F. de la B.: Chávez no me gusta, pero no lo veo como una amenaza. Puede ser por momentos descontrolado, pero con una oposición incompetente. Pero hay que recordar que Venezuela es el principal inversor latinoamericano en los Estados Unidos. Así que Chávez no quiere ALCA porque ya tiene ALCA. Chávez ya vive el sueño de Chile o México. El problema, insisto, es Colombia porque, además, por el tráfico de drogas afecta uno de los problemas principales de la agenda interna de los Estados Unidos y eso lo pone en una escala internacional. Lo de Brasil tampoco es asimilable, porque ellos tienen como prioridad no rozarse con los Estados Unidos y por eso se preocupan por Colombia y Venezuela.
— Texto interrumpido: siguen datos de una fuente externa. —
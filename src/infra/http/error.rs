use std::error::Error as StdError;

use axum::Json;
use axum::http::{HeaderValue, StatusCode, header::RETRY_AFTER};
use axum::response::{IntoResponse, Response};
use serde::Serialize;

use crate::application::compile::PipelineError;
use crate::application::error::ErrorReport;
use crate::infra::{toolchain::InvokeError, workspace::StageError};

const SOURCE: &str = "infra::http::error";

#[derive(Debug, Serialize)]
pub struct ApiErrorBody {
    pub error: ApiErrorMessage,
}

pub mod codes {
    pub const BAD_REQUEST: &str = "bad_request";
    pub const EMPTY_SOURCE: &str = "empty_source";
    pub const PAYLOAD_TOO_LARGE: &str = "payload_too_large";
    pub const RATE_LIMITED: &str = "rate_limited";
    pub const STAGE: &str = "stage_error";
    pub const SOURCE_MISSING: &str = "source_missing";
    pub const INVOCATION: &str = "invocation_error";
    pub const INTERNAL: &str = "internal_error";
}

#[derive(Debug, Serialize)]
pub struct ApiErrorMessage {
    pub code: String,
    pub message: String,
    #[serde(skip_serializing_if = "Option::is_none")]
    pub hint: Option<String>,
}

#[derive(Debug)]
pub struct ApiError {
    status: StatusCode,
    code: &'static str,
    message: &'static str,
    hint: Option<String>,
    report: Option<ErrorReport>,
}

impl ApiError {
    pub fn new(
        status: StatusCode,
        code: &'static str,
        message: &'static str,
        hint: Option<String>,
    ) -> Self {
        Self {
            status,
            code,
            message,
            hint,
            report: None,
        }
    }

    pub fn bad_request(message: &'static str, hint: Option<String>) -> Self {
        Self::new(StatusCode::BAD_REQUEST, codes::BAD_REQUEST, message, hint)
    }

    /// A server-side failure whose message is passed on to the client.
    pub fn server_error(code: &'static str, error: &dyn StdError) -> Self {
        let status = StatusCode::INTERNAL_SERVER_ERROR;
        Self {
            status,
            code,
            message: "Server Error",
            hint: Some(format!("Server Error: {error}")),
            report: Some(ErrorReport::from_error(SOURCE, status, error)),
        }
    }

    pub fn status(&self) -> StatusCode {
        self.status
    }

    pub fn code(&self) -> &'static str {
        self.code
    }

    pub fn rate_limited(retry_after: u64) -> Response {
        let body = ApiErrorBody {
            error: ApiErrorMessage {
                code: codes::RATE_LIMITED.to_string(),
                message: "Rate limit exceeded".to_string(),
                hint: Some(format!("Retry after {retry_after} seconds")),
            },
        };
        let mut response = (StatusCode::TOO_MANY_REQUESTS, Json(body)).into_response();
        if let Ok(value) = HeaderValue::from_str(&retry_after.to_string()) {
            response.headers_mut().insert(RETRY_AFTER, value);
        }
        ErrorReport::from_message(
            "infra::http::rate_limit",
            StatusCode::TOO_MANY_REQUESTS,
            format!("rate_limited: retry_after={retry_after}"),
        )
        .attach(&mut response);
        response
    }
}

impl From<PipelineError> for ApiError {
    fn from(error: PipelineError) -> Self {
        match &error {
            PipelineError::Stage(StageError::EmptyPayload) => ApiError::new(
                StatusCode::BAD_REQUEST,
                codes::EMPTY_SOURCE,
                "uploaded file is empty",
                None,
            ),
            PipelineError::Stage(StageError::PayloadTooLarge { .. }) => ApiError::new(
                StatusCode::PAYLOAD_TOO_LARGE,
                codes::PAYLOAD_TOO_LARGE,
                "uploaded file exceeds the size limit",
                None,
            ),
            PipelineError::Stage(StageError::PayloadStream { source }) => {
                ApiError::bad_request("failed to read upload", Some(source.to_string()))
            }
            PipelineError::Stage(_) => ApiError::server_error(codes::STAGE, &error),
            PipelineError::Invoke(InvokeError::NotFound { .. }) => {
                ApiError::server_error(codes::SOURCE_MISSING, &error)
            }
            PipelineError::Invoke(
                InvokeError::ToolchainMissing { .. } | InvokeError::Spawn(_),
            ) => ApiError::server_error(codes::INVOCATION, &error),
            PipelineError::Invoke(_) | PipelineError::Domain(_) => {
                ApiError::server_error(codes::INTERNAL, &error)
            }
        }
    }
}

impl IntoResponse for ApiError {
    fn into_response(self) -> Response {
        let report = self.report.unwrap_or_else(|| {
            ErrorReport::from_message(
                "infra::http::api",
                self.status,
                format!(
                    "{}: {}",
                    self.code,
                    self.hint.as_deref().unwrap_or(self.message)
                ),
            )
        });
        let body = ApiErrorBody {
            error: ApiErrorMessage {
                code: self.code.to_string(),
                message: self.message.to_string(),
                hint: self.hint,
            },
        };
        let mut response = (self.status, Json(body)).into_response();
        // Attach a structured report so shared logging middleware can emit rich diagnostics.
        report.attach(&mut response);
        response
    }
}
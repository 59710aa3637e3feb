//! The compilation pipeline: stage, compile, and hand back a cleanup guard.

use std::path::{Path, PathBuf};

use bytes::Bytes;
use futures::Stream;
use thiserror::Error;
use tokio::sync::Mutex;
use tracing::{info, warn};

use crate::{
    config::CompilerSettings,
    domain::{
        error::DomainError,
        jobs::{CompilationJob, CompilationResult, JobPaths, JobStatus},
    },
    infra::{
        cleanup::CleanupGuard,
        toolchain::{CompilerInvoker, InvokeError},
        workspace::{SourceStager, StageError},
    },
};

const SOURCE: &str = "application::compile";
/// Upload base names always start with a hex job id, so this one never collides.
const HEALTH_CHECK_BASE_NAME: &str = "health_check";

#[derive(Debug, Error)]
pub enum PipelineError {
    #[error("failed to stage source: {0}")]
    Stage(#[from] StageError),
    #[error(transparent)]
    Invoke(#[from] InvokeError),
    #[error(transparent)]
    Domain(#[from] DomainError),
}

/// A finished job whose files are still on disk.
///
/// The files are swept when `cleanup` is dropped, so keep it alive until the
/// artifact has been read or streamed out.
#[derive(Debug)]
pub struct CompiledJob {
    pub job: CompilationJob,
    pub result: CompilationResult,
    pub cleanup: CleanupGuard,
}

#[derive(Debug, Clone, Copy, PartialEq, Eq)]
pub enum HealthStatus {
    Ok,
    Error,
}

impl HealthStatus {
    pub fn as_str(&self) -> &'static str {
        match self {
            HealthStatus::Ok => "ok",
            HealthStatus::Error => "error",
        }
    }
}

pub struct CompilationService {
    stager: SourceStager,
    invoker: CompilerInvoker,
    health_check_source: PathBuf,
    health_check_lock: Mutex<()>,
}

impl CompilationService {
    pub fn new(
        stager: SourceStager,
        invoker: CompilerInvoker,
        health_check_source: impl Into<PathBuf>,
    ) -> Self {
        Self {
            stager,
            invoker,
            health_check_source: health_check_source.into(),
            health_check_lock: Mutex::new(()),
        }
    }

    /// Build the pipeline from settings, creating the working directory.
    pub fn from_settings(settings: &CompilerSettings) -> Result<Self, std::io::Error> {
        let stager = SourceStager::new(&settings.work_dir)?;
        let invoker = CompilerInvoker::new(settings.program.clone(), settings.timeout);
        Ok(Self::new(
            stager,
            invoker,
            settings.health_check_source.clone(),
        ))
    }

    pub fn work_dir(&self) -> &Path {
        self.stager.work_dir()
    }

    pub async fn compile_bytes(
        &self,
        content: Bytes,
        suggested_name: Option<&str>,
    ) -> Result<CompiledJob, PipelineError> {
        let staged = self.stager.stage(content, suggested_name).await?;
        self.run(CompilationJob::staged(staged.id, staged.paths)).await
    }

    pub async fn compile_stream<S>(
        &self,
        suggested_name: Option<&str>,
        stream: S,
    ) -> Result<CompiledJob, PipelineError>
    where
        S: Stream<Item = Result<Bytes, StageError>>,
    {
        let staged = self.stager.stage_stream(suggested_name, stream).await?;
        self.run(CompilationJob::staged(staged.id, staged.paths)).await
    }

    async fn run(&self, mut job: CompilationJob) -> Result<CompiledJob, PipelineError> {
        // From here on every exit path, including cancellation, sweeps the job.
        let cleanup = CleanupGuard::new(job.paths().clone(), true);

        job.transition(JobStatus::Running)?;
        cleanup.toolchain_started();
        let outcome = self.invoker.compile(&job.source_path()).await;
        cleanup.toolchain_finished();

        let result = match outcome {
            Ok(result) => result,
            Err(err) => {
                job.transition(JobStatus::Failed)?;
                warn!(
                    target = SOURCE,
                    op = "compile::run",
                    job_id = %job.id(),
                    status = job.status().as_str(),
                    error = %err,
                    "Compilation job aborted"
                );
                return Err(err.into());
            }
        };

        let status = if result.succeeded {
            JobStatus::Succeeded
        } else {
            JobStatus::Failed
        };
        job.transition(status)?;

        info!(
            target = SOURCE,
            op = "compile::run",
            job_id = %job.id(),
            status = job.status().as_str(),
            exit_code = result.exit_code.map(i64::from).unwrap_or(-1),
            timed_out = result.timed_out,
            artifact = %result.artifact_path.display(),
            "Compilation job finished"
        );

        Ok(CompiledJob {
            job,
            result,
            cleanup,
        })
    }

    /// Compile the fixed health-check document and report whether it worked.
    ///
    /// The document is copied into the working directory under a reserved
    /// base name, so its own directory is only ever read. Checks share that
    /// name and therefore run one at a time.
    pub async fn check_toolchain(&self) -> HealthStatus {
        let _serialized = self.health_check_lock.lock().await;

        let paths = match JobPaths::new(self.work_dir(), HEALTH_CHECK_BASE_NAME) {
            Ok(paths) => paths,
            Err(err) => {
                warn!(
                    target = SOURCE,
                    op = "compile::check_toolchain",
                    error = %err,
                    "Health-check job paths are invalid"
                );
                return HealthStatus::Error;
            }
        };
        let cleanup = CleanupGuard::new(paths.clone(), true);

        if let Err(err) = tokio::fs::copy(&self.health_check_source, paths.source()).await {
            warn!(
                target = SOURCE,
                op = "compile::check_toolchain",
                path = %self.health_check_source.display(),
                error = %err,
                "Health-check source is unreadable"
            );
            cleanup.sweep_now().await;
            return HealthStatus::Error;
        }

        cleanup.toolchain_started();
        let outcome = self.invoker.compile(&paths.source()).await;
        cleanup.toolchain_finished();

        let status = match outcome {
            Ok(result) if result.succeeded => HealthStatus::Ok,
            Ok(result) => {
                warn!(
                    target = SOURCE,
                    op = "compile::check_toolchain",
                    program = %self.invoker.program().display(),
                    exit_code = result.exit_code.map(i64::from).unwrap_or(-1),
                    timed_out = result.timed_out,
                    "Health-check document failed to compile"
                );
                HealthStatus::Error
            }
            Err(err) => {
                warn!(
                    target = SOURCE,
                    op = "compile::check_toolchain",
                    program = %self.invoker.program().display(),
                    error = %err,
                    "Health check could not run the toolchain"
                );
                HealthStatus::Error
            }
        };

        cleanup.sweep_now().await;
        status
    }
}

#[cfg(all(test, unix))]
mod tests {
    use super::*;
    use std::os::unix::fs::PermissionsExt;
    use std::time::Duration;
    use tempfile::TempDir;

    const FAKE_TECTONIC: &str = concat!(
        env!("CARGO_MANIFEST_DIR"),
        "/tests/fixtures/fake-tectonic.sh"
    );
    const HELLO: &str = "\\documentclass{article}\\begin{document}Hello\\end{document}";

    fn service(dir: &Path) -> CompilationService {
        std::fs::set_permissions(FAKE_TECTONIC, std::fs::Permissions::from_mode(0o755))
            .expect("set perms");

        let assets = dir.join("assets");
        std::fs::create_dir_all(&assets).expect("assets dir");
        std::fs::write(assets.join("health_check.tex"), HELLO).expect("health source");

        CompilationService::new(
            SourceStager::new(dir.join("uploads")).expect("stager"),
            CompilerInvoker::new(FAKE_TECTONIC, Duration::from_secs(10)),
            assets.join("health_check.tex"),
        )
    }

    fn remaining_files(dir: &Path) -> usize {
        std::fs::read_dir(dir).expect("read dir").count()
    }

    #[tokio::test]
    async fn successful_job_keeps_files_until_guard_drops() {
        let dir = TempDir::new().expect("temp dir");
        let service = service(dir.path());

        let compiled = service
            .compile_bytes(Bytes::from_static(HELLO.as_bytes()), Some("hello.tex"))
            .await
            .expect("compiled");

        assert!(compiled.result.succeeded);
        assert_eq!(compiled.job.status(), JobStatus::Succeeded);
        assert!(compiled.result.artifact_path.exists());
        assert!(compiled.job.source_path().exists());

        compiled.cleanup.sweep_now().await.expect("swept");
        assert_eq!(remaining_files(service.work_dir()), 0);
    }

    #[tokio::test]
    async fn failed_job_returns_log() {
        let dir = TempDir::new().expect("temp dir");
        let service = service(dir.path());

        let compiled = service
            .compile_bytes(
                Bytes::from_static(b"\\documentclass{article}\\begin{document"),
                None,
            )
            .await
            .expect("ran");

        assert!(!compiled.result.succeeded);
        assert_eq!(compiled.job.status(), JobStatus::Failed);
        assert!(std::fs::metadata(&compiled.result.artifact_path).unwrap().len() > 0);
    }

    #[tokio::test]
    async fn invocation_error_still_cleans_up() {
        let dir = TempDir::new().expect("temp dir");
        let service = CompilationService::new(
            SourceStager::new(dir.path().join("uploads")).expect("stager"),
            CompilerInvoker::new(dir.path().join("missing"), Duration::from_secs(5)),
            dir.path().join("health_check.tex"),
        );

        let err = service
            .compile_bytes(Bytes::from_static(HELLO.as_bytes()), None)
            .await
            .expect_err("toolchain missing");
        assert!(matches!(
            err,
            PipelineError::Invoke(InvokeError::ToolchainMissing { .. })
        ));

        // The guard hands the sweep to the blocking pool when dropped.
        for _ in 0..50 {
            if remaining_files(service.work_dir()) == 0 {
                break;
            }
            tokio::time::sleep(Duration::from_millis(20)).await;
        }
        assert_eq!(remaining_files(service.work_dir()), 0);
    }

    #[tokio::test]
    async fn concurrent_jobs_do_not_interfere() {
        let dir = TempDir::new().expect("temp dir");
        let service = service(dir.path());

        let (a, b) = tokio::join!(
            service.compile_bytes(Bytes::from_static(HELLO.as_bytes()), Some("main.tex")),
            service.compile_bytes(Bytes::from_static(HELLO.as_bytes()), Some("main.tex")),
        );
        let a = a.expect("job a");
        let b = b.expect("job b");
        assert_ne!(a.job.paths().base_name(), b.job.paths().base_name());

        b.cleanup.sweep_now().await.expect("swept b");
        assert!(a.result.artifact_path.exists());
        assert!(a.job.source_path().exists());
        assert!(!b.result.artifact_path.exists());
    }

    #[cfg(target_os = "linux")]
    fn process_is_gone(pid: &str) -> bool {
        // A killed child may linger as a zombie until the runtime reaps it.
        match std::fs::read_to_string(format!("/proc/{pid}/stat")) {
            Err(_) => true,
            Ok(stat) => stat
                .rsplit(')')
                .next()
                .is_some_and(|rest| rest.trim_start().starts_with('Z')),
        }
    }

    #[cfg(target_os = "linux")]
    #[tokio::test]
    async fn cancelled_job_kills_toolchain_and_cleans_up() {
        let dir = TempDir::new().expect("temp dir");
        let service = service(dir.path());

        let outcome = tokio::time::timeout(
            Duration::from_secs(1),
            service.compile_bytes(Bytes::from_static(b"HANG"), Some("hang.tex")),
        )
        .await;
        assert!(outcome.is_err(), "hanging job should still be running");

        // The fake toolchain records its pid beside the work dir before sleeping.
        let pid = std::fs::read_to_string(dir.path().join("hang.pid")).expect("pid file");
        let pid = pid.trim();

        for _ in 0..100 {
            if remaining_files(service.work_dir()) == 0 && process_is_gone(pid) {
                return;
            }
            tokio::time::sleep(Duration::from_millis(20)).await;
        }
        panic!(
            "{} file(s) left, toolchain gone: {}",
            remaining_files(service.work_dir()),
            process_is_gone(pid)
        );
    }

    #[tokio::test]
    async fn health_check_leaves_its_source_directory_alone() {
        let dir = TempDir::new().expect("temp dir");
        let service = service(dir.path());

        assert_eq!(service.check_toolchain().await, HealthStatus::Ok);

        let assets = dir.path().join("assets");
        assert_eq!(remaining_files(&assets), 1);
        assert_eq!(
            std::fs::read_to_string(assets.join("health_check.tex")).expect("source"),
            HELLO
        );
        assert_eq!(remaining_files(service.work_dir()), 0);
    }

    #[tokio::test]
    async fn health_check_works_with_read_only_source_directory() {
        let dir = TempDir::new().expect("temp dir");
        let service = service(dir.path());
        let assets = dir.path().join("assets");
        std::fs::set_permissions(&assets, std::fs::Permissions::from_mode(0o555))
            .expect("read-only assets");

        let status = service.check_toolchain().await;
        std::fs::set_permissions(&assets, std::fs::Permissions::from_mode(0o755))
            .expect("restore perms");

        assert_eq!(status, HealthStatus::Ok);
        assert_eq!(remaining_files(&assets), 1);
        assert_eq!(remaining_files(service.work_dir()), 0);
    }

    #[tokio::test]
    async fn health_check_reports_missing_source() {
        let dir = TempDir::new().expect("temp dir");
        let service = CompilationService::new(
            SourceStager::new(dir.path().join("uploads")).expect("stager"),
            CompilerInvoker::new(FAKE_TECTONIC, Duration::from_secs(5)),
            dir.path().join("absent.tex"),
        );

        assert_eq!(service.check_toolchain().await, HealthStatus::Error);
        assert_eq!(remaining_files(service.work_dir()), 0);
    }

    #[tokio::test]
    async fn health_check_reports_missing_toolchain() {
        let dir = TempDir::new().expect("temp dir");
        std::fs::write(dir.path().join("health_check.tex"), HELLO).expect("source");
        let service = CompilationService::new(
            SourceStager::new(dir.path().join("uploads")).expect("stager"),
            CompilerInvoker::new(dir.path().join("missing"), Duration::from_secs(5)),
            dir.path().join("health_check.tex"),
        );

        assert_eq!(service.check_toolchain().await, HealthStatus::Error);
        assert_eq!(remaining_files(service.work_dir()), 0);
    }
}
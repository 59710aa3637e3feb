//! Application services coordinating domain and infrastructure.

pub mod compile;
pub mod error;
El gobierno de Lula, específicamente, está haciendo una experiencia que me recuerda a Frondizi, de izquierda en lo cultural y en la política exterior y muy ortodoxo y modernizante en lo interno. Y los Estados Unidos lo van a tolerar perfectamente porque allí el principal temor es que Brasil no estalle por los aires por la deuda. A esto ayuda que de aquí a un año en Washington la prioridad seguirá siendo el terrorismo. La fricción puede comenzar cuando llegue el momento de discutir el ALCA.


P.:
¿Qué pronóstico tiene para eso?

F. de la B.: El ALCA se va a retrasar, entre otras cosas, porque en 2004 habrá elecciones en los Estados Unidos. No va a ser en 2005. Tal vez sea en 2006, cuando también termina en Europa el acuerdo agrícola. Además, para los Estados Unidos la región seguirá sin formar parte de la agenda más urgente. Después de Irak pondrán los ojos en Corea del Norte, que produce 2 o 3 bombas atómicas por mes y tienen un misil que puede llegar a California. Yo lo escuché a Clinton hace un mes y medio en los Estados Unidos, en una reunión de la que participábamos no más de 30 personas, decir que el problema de Corea es más grave para los Estados Unidos que el de Irak. Claro que para resolverlo intentarán un consenso con Japón, China y Corea del Sur. Esta victoria sobre Irak le da un poder de negociación extraordinario en esta otra región, tan delicada. Frente al problema de Corea, aún Colombia sigue siendo una cuestión para el Comando Sur, no una cuestión central en la agenda de Washington.